Encontraron tres conjuntos distintos de genes que se volvieron activos mientras que las bacterias comieron penicilina pero inactivas mientras que las bacterias comieron azúcar. Los tres conjuntos de genes corresponden a los tres pasos que toman las bacterias para transformar un compuesto letal en una comida.

Todas las bacterias comienzan neutralizando la parte peligrosa del antibiótico. Una vez que la toxina se desarma, cortan una porción sabrosa y se la comen.

Una dieta libre de azúcar para las bacterias

Comprender los pasos involucrados en la conversión de un antibiótico en alimento podría ayudar a los investigadores a bioingeniería de bacterias para limpiar el suelo y las vías fluviales contaminadas con medicamentos y disminuir la propagación de la resistencia bacteriana. Una especie de fácil manejo como la E. coli podría ser diseñada para alimentarse de antibióticos en tierra o agua contaminada.

La bacteria normalmente requiere azúcar, pero con algunas modificaciones genéticas y la adición de una proteína clave, floreció con una dieta libre de azúcar de la penicilina.

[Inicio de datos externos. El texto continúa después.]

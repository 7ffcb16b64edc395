use anyhow::Context;
use argon2::{
    password_hash::{PasswordHash, PasswordHasher, PasswordVerifier, SaltString},
    Argon2,
};
use rand::rngs::OsRng;
use tracing::error;

pub const MIN_PASSWORD_LEN: usize = 8;

pub fn hash_password(plain: &str) -> anyhow::Result<String> {
    let salt = SaltString::generate(&mut OsRng);
    let hash = Argon2::default()
        .hash_password(plain.as_bytes(), &salt)
        .map_err(|e| {
            error!(error = %e, "argon2 hash_password error");
            anyhow::anyhow!(e.to_string())
        })?
        .to_string();
    Ok(hash)
}

pub fn verify_password(plain: &str, hash: &str) -> anyhow::Result<bool> {
    let parsed = PasswordHash::new(hash).map_err(|e| {
        error!(error = %e, "argon2 parse hash error");
        anyhow::anyhow!(e.to_string())
    })?;
    Ok(Argon2::default()
        .verify_password(plain.as_bytes(), &parsed)
        .is_ok())
}

/// Argon2 is deliberately slow; keep it off the async worker threads.
pub async fn hash_password_blocking(plain: String) -> anyhow::Result<String> {
    tokio::task::spawn_blocking(move || hash_password(&plain))
        .await
        .context("hash task panicked")?
}

pub async fn verify_password_blocking(plain: String, hash: String) -> anyhow::Result<bool> {
    tokio::task::spawn_blocking(move || verify_password(&plain, &hash))
        .await
        .context("verify task panicked")?
}

#[cfg(test)]
mod tests {
    use super::*;

    #[test]
    fn hash_and_verify_roundtrip() {
        let password = "Secur3P@ssw0rd!";
        let hash = hash_password(password).expect("hashing should succeed");
        assert!(verify_password(password, &hash).expect("verify should succeed"));
    }

    #[test]
    fn verify_rejects_wrong_password() {
        let hash = hash_password("correct-horse-battery-staple").expect("hashing should succeed");
        assert!(!verify_password("wrong-password", &hash).expect("verify should not error"));
    }

    #[test]
    fn verify_errors_on_malformed_hash() {
        let err = verify_password("anything", "not-a-valid-hash").unwrap_err();
        assert!(!err.to_string().is_empty());
    }

    #[tokio::test]
    async fn blocking_wrappers_agree_with_sync_versions() {
        let hash = hash_password_blocking("treadmill-42".into())
            .await
            .expect("hash");
        assert!(verify_password_blocking("treadmill-42".into(), hash.clone())
            .await
            .expect("verify"));
        assert!(!verify_password_blocking("rowing-42".into(), hash)
            .await
            .expect("verify"));
    }
}
use sqlx::PgPool;
use time::OffsetDateTime;
use uuid::Uuid;

use super::repo_types::{Exercise, ExercisePatch, NewExercise};

const EXERCISE_COLUMNS: &str =
    "id, user_id, exercise_name, duration_min, calories_burned, met, logged_at";

impl Exercise {
    pub async fn list_by_user(db: &PgPool, user_id: Uuid) -> sqlx::Result<Vec<Exercise>> {
        sqlx::query_as::<_, Exercise>(&format!(
            "SELECT {EXERCISE_COLUMNS} FROM exercises WHERE user_id = $1 ORDER BY logged_at DESC"
        ))
        .bind(user_id)
        .fetch_all(db)
        .await
    }

    pub async fn list_since(
        db: &PgPool,
        user_id: Uuid,
        since: OffsetDateTime,
    ) -> sqlx::Result<Vec<Exercise>> {
        sqlx::query_as::<_, Exercise>(&format!(
            "SELECT {EXERCISE_COLUMNS} FROM exercises \
             WHERE user_id = $1 AND logged_at >= $2 ORDER BY logged_at ASC"
        ))
        .bind(user_id)
        .bind(since)
        .fetch_all(db)
        .await
    }

    pub async fn find(db: &PgPool, id: Uuid) -> sqlx::Result<Option<Exercise>> {
        sqlx::query_as::<_, Exercise>(&format!(
            "SELECT {EXERCISE_COLUMNS} FROM exercises WHERE id = $1"
        ))
        .bind(id)
        .fetch_optional(db)
        .await
    }

    pub async fn create(db: &PgPool, user_id: Uuid, new: &NewExercise) -> sqlx::Result<Exercise> {
        sqlx::query_as::<_, Exercise>(&format!(
            r#"
            INSERT INTO exercises (user_id, exercise_name, duration_min, calories_burned, met)
            VALUES ($1, $2, $3, $4, $5)
            RETURNING {EXERCISE_COLUMNS}
            "#
        ))
        .bind(user_id)
        .bind(&new.exercise_name)
        .bind(new.duration_min)
        .bind(new.calories_burned)
        .bind(new.met)
        .fetch_one(db)
        .await
    }

    /// Applies the patch only when the row belongs to `user_id`.
    pub async fn update(
        db: &PgPool,
        id: Uuid,
        user_id: Uuid,
        patch: &ExercisePatch,
    ) -> sqlx::Result<Option<Exercise>> {
        sqlx::query_as::<_, Exercise>(&format!(
            r#"
            UPDATE exercises
               SET exercise_name = COALESCE($3, exercise_name),
                   duration_min = COALESCE($4, duration_min),
                   calories_burned = COALESCE($5, calories_burned)
             WHERE id = $1 AND user_id = $2
            RETURNING {EXERCISE_COLUMNS}
            "#
        ))
        .bind(id)
        .bind(user_id)
        .bind(patch.exercise_name.as_deref())
        .bind(patch.duration_min)
        .bind(patch.calories_burned)
        .fetch_optional(db)
        .await
    }

    pub async fn delete(db: &PgPool, id: Uuid, user_id: Uuid) -> sqlx::Result<bool> {
        let res = sqlx::query(r#"DELETE FROM exercises WHERE id = $1 AND user_id = $2"#)
            .bind(id)
            .bind(user_id)
            .execute(db)
            .await?;
        Ok(res.rows_affected() > 0)
    }
}
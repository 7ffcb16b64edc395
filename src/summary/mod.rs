//! Rule-based dashboard alerts over the last two weeks of logs.

pub mod alerts;
pub mod handlers;

use crate::state::AppState;
use axum::Router;

pub fn router() -> Router<AppState> {
    handlers::summary_routes()
}
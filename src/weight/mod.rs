mod dto;
pub mod handlers;
pub mod repo;
pub mod services;

use crate::state::AppState;
use axum::Router;

pub fn router() -> Router<AppState> {
    handlers::weight_routes()
}
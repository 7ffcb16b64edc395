use axum::{
    extract::rejection::{JsonRejection, QueryRejection},
    http::StatusCode,
    response::{IntoResponse, Response},
    Json,
};
use serde_json::json;
use thiserror::Error;
use tracing::error;

use crate::energy::BudgetError;

#[derive(Error, Debug)]
pub enum AppError {
    #[error("{0}")]
    Validation(String),

    #[error("{0}")]
    Unauthorized(&'static str),

    #[error("Unauthorized")]
    Forbidden,

    #[error("{0} not found")]
    NotFound(&'static str),

    #[error("{0}")]
    Conflict(&'static str),

    #[error("upstream service failed: {0}")]
    Upstream(String),

    #[error("database error: {0}")]
    Persistence(#[from] sqlx::Error),

    #[error("internal error: {0}")]
    Internal(#[from] anyhow::Error),
}

impl AppError {
    pub fn status(&self) -> StatusCode {
        match self {
            AppError::Validation(_) => StatusCode::BAD_REQUEST,
            AppError::Unauthorized(_) => StatusCode::UNAUTHORIZED,
            AppError::Forbidden => StatusCode::FORBIDDEN,
            AppError::NotFound(_) => StatusCode::NOT_FOUND,
            AppError::Conflict(_) => StatusCode::CONFLICT,
            AppError::Upstream(_) => StatusCode::BAD_GATEWAY,
            AppError::Persistence(_) | AppError::Internal(_) => StatusCode::INTERNAL_SERVER_ERROR,
        }
    }
}

impl IntoResponse for AppError {
    fn into_response(self) -> Response {
        let status = self.status();
        let message = match &self {
            AppError::Persistence(_) | AppError::Internal(_) => {
                error!(error = %self, "request failed");
                "Server error".to_string()
            }
            AppError::Upstream(_) => {
                error!(error = %self, "upstream call failed");
                "Upstream service unavailable".to_string()
            }
            other => other.to_string(),
        };
        (status, Json(json!({ "message": message }))).into_response()
    }
}

impl From<BudgetError> for AppError {
    fn from(e: BudgetError) -> Self {
        AppError::Validation(e.to_string())
    }
}

impl From<JsonRejection> for AppError {
    fn from(e: JsonRejection) -> Self {
        AppError::Validation(e.body_text())
    }
}

impl From<QueryRejection> for AppError {
    fn from(e: QueryRejection) -> Self {
        AppError::Validation(e.body_text())
    }
}

pub type AppResult<T> = Result<T, AppError>;

#[cfg(test)]
mod tests {
    use super::*;

    #[test]
    fn maps_kinds_to_status_codes() {
        assert_eq!(AppError::Validation("x".into()).status(), StatusCode::BAD_REQUEST);
        assert_eq!(AppError::Unauthorized("x").status(), StatusCode::UNAUTHORIZED);
        assert_eq!(AppError::Forbidden.status(), StatusCode::FORBIDDEN);
        assert_eq!(AppError::NotFound("User").status(), StatusCode::NOT_FOUND);
        assert_eq!(AppError::Conflict("x").status(), StatusCode::CONFLICT);
        assert_eq!(AppError::Upstream("x".into()).status(), StatusCode::BAD_GATEWAY);
        assert_eq!(
            AppError::Persistence(sqlx::Error::RowNotFound).status(),
            StatusCode::INTERNAL_SERVER_ERROR
        );
    }

    #[test]
    fn budget_errors_become_validation() {
        let err: AppError = BudgetError::Missing("age").into();
        assert!(matches!(err, AppError::Validation(_)));
        assert_eq!(err.status(), StatusCode::BAD_REQUEST);
    }

    #[test]
    fn not_found_message_names_the_entity() {
        assert_eq!(AppError::NotFound("Exercise").to_string(), "Exercise not found");
    }
}
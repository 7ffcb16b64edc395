use axum::{extract::State, routing::get, Json, Router};
use serde::Serialize;
use time::{Duration, OffsetDateTime, UtcOffset};
use tracing::{debug, instrument};
use uuid::Uuid;

use super::alerts::{
    evaluate, ExerciseSample, FoodIntake, SummaryInput, WeightPoint, LOOKBACK_DAYS,
    UNDER_EATING_DAYS,
};
use crate::{
    auth::AuthUser,
    error::{AppError, AppResult},
    exercise::Exercise,
    food::repo as food_repo,
    profile::ProfileRow,
    state::AppState,
    weight::repo as weight_repo,
};

#[derive(Debug, Serialize)]
pub struct SummaryResponse {
    pub alerts: Vec<&'static str>,
}

pub fn summary_routes() -> Router<AppState> {
    Router::new().route("/user/dashboard-summary", get(dashboard_summary))
}

/// Start of the oldest calendar day (UTC) the under-eating rule inspects.
pub(crate) fn food_window_start(now: OffsetDateTime) -> OffsetDateTime {
    let today = now.to_offset(UtcOffset::UTC).date();
    (today - Duration::days(UNDER_EATING_DAYS - 1))
        .midnight()
        .assume_utc()
}

async fn alerts_at(state: &AppState, user_id: Uuid, now: OffsetDateTime) -> AppResult<Vec<&'static str>> {
    let profile = ProfileRow::find(&state.db, user_id)
        .await?
        .ok_or(AppError::NotFound("User"))?;

    let since = now - Duration::days(LOOKBACK_DAYS);
    let food: Vec<FoodIntake> =
        food_repo::list_between(&state.db, user_id, food_window_start(now), now + Duration::days(1))
            .await?
            .into_iter()
            .map(|f| FoodIntake {
                calories: f.calories,
                logged_at: f.logged_at,
            })
            .collect();
    let weights: Vec<WeightPoint> = weight_repo::list_since(&state.db, user_id, since)
        .await?
        .into_iter()
        .map(|w| WeightPoint {
            weight_kg: w.weight_kg,
            logged_at: w.logged_at,
        })
        .collect();
    let exercises: Vec<ExerciseSample> = Exercise::list_since(&state.db, user_id, since)
        .await?
        .into_iter()
        .map(|e| ExerciseSample {
            name: e.exercise_name,
            logged_at: e.logged_at,
        })
        .collect();

    let alerts = evaluate(&SummaryInput {
        now,
        tdee: profile.tdee,
        food: &food,
        weights: &weights,
        exercises: &exercises,
    });
    debug!(%user_id, ?alerts, "dashboard alerts");
    Ok(alerts.into_iter().map(|a| a.message()).collect())
}

#[instrument(skip(state))]
pub async fn dashboard_summary(
    State(state): State<AppState>,
    AuthUser(user_id): AuthUser,
) -> AppResult<Json<SummaryResponse>> {
    let alerts = alerts_at(&state, user_id, OffsetDateTime::now_utc()).await?;
    Ok(Json(SummaryResponse { alerts }))
}

#[cfg(test)]
mod tests {
    use super::*;
    use time::macros::datetime;

    #[test]
    fn food_window_covers_today_and_two_prior_days() {
        assert_eq!(
            food_window_start(datetime!(2024-03-15 18:00 UTC)),
            datetime!(2024-03-13 00:00 UTC)
        );
        assert_eq!(
            food_window_start(datetime!(2024-03-01 00:30 +02:00)),
            datetime!(2024-02-27 00:00 UTC)
        );
    }

    #[test]
    fn response_lists_plain_messages() {
        let body = serde_json::to_value(SummaryResponse {
            alerts: vec![super::super::alerts::Alert::Plateau.message()],
        })
        .unwrap();
        assert!(body["alerts"][0].as_str().unwrap().contains("plateau"));
    }
}
mod dto;
pub mod handlers;
pub mod repo;
pub mod repo_types;
mod services;

use crate::state::AppState;
use axum::Router;

pub fn router() -> Router<AppState> {
    handlers::food_routes()
}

Cualquier proyecto de bioingeniería debería incluir un plan para acelerar el proceso de comer antibióticos. La forma en que las bacterias del suelo eliminan naturalmente los antibióticos del medio ambiente es efectiva pero lenta. «No se podía apagar un campo con estas bacterias del suelo hoy y esperar que lo limpiaran todo», advierte Dantas. «Pero ahora sabemos cómo lo hacen. Es mucho más fácil mejorar algo que ya tienes que tratar de diseñar un sistema desde cero».